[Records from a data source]
//! Role-based access control (RBAC) extractors.
//!
//! Each extractor wraps [`AuthUser`] and rejects requests whose role does not
//! meet the minimum requirement.

use axum::extract::FromRequestParts;
use axum::http::request::Parts;
use hvacdesk_core::error::CoreError;
use hvacdesk_core::roles::BACK_OFFICE_ROLES;

use super::auth::AuthUser;
use crate::error::AppError;
use crate::state::AppState;

/// Requires the `staff` or `admin` role. Rejects with 403 Forbidden otherwise.
///
/// ```ignore
/// async fn list(RequireStaff(user): RequireStaff) -> AppResult<Json<()>> {
///     Ok(Json(()))
/// }
/// ```
pub struct RequireStaff(pub AuthUser);

impl FromRequestParts<AppState> for RequireStaff {
    type Rejection = AppError;

    async fn from_request_parts(
        parts: &mut Parts,
        state: &AppState,
    ) -> Result<Self, Self::Rejection> {
        let user = AuthUser::from_request_parts(parts, state).await?;
        if !BACK_OFFICE_ROLES.contains(&user.role.as_str()) {
            return Err(AppError::Core(CoreError::Forbidden(
                "Staff or Admin role required".into(),
            )));
        }
        Ok(RequireStaff(user))
    }
}
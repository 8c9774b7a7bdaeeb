use crate::types::DbId;

#[derive(Debug, thiserror::Error)]
pub enum CoreError {
    #[error("Entity not found: {entity} with id {id}")]
    NotFound { entity: &'static str, id: DbId },

    #[error("Validation failed: {0}")]
    Validation(String),

    #[error("Cannot transition {entity} from '{from}' to '{to}'")]
    InvalidTransition {
        entity: &'static str,
        from: String,
        to: String,
    },

    /// A record that must be unique already exists; `id` and `reference`
    /// point at the existing one so callers can redirect to it.
    #[error("{entity} already exists: {reference}")]
    AlreadyExists {
        entity: &'static str,
        id: DbId,
        reference: String,
    },

    #[error("Conflict: {0}")]
    Conflict(String),

    #[error("Unauthorized: {0}")]
    Unauthorized(String),

    #[error("Forbidden: {0}")]
    Forbidden(String),

    #[error("Internal error: {0}")]
    Internal(String),
}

About this task:
Please return the lines above exactly, from the first one down to the line with "use axum::http::request::Parts;", and stop after that line.

Solution to the exercise:
//! Role-based access control (RBAC) extractors.
//!
//! Each extractor wraps [`AuthUser`] and rejects requests whose role does not
//! meet the minimum requirement.

use axum::extract::FromRequestParts;
use axum::http::request::Parts;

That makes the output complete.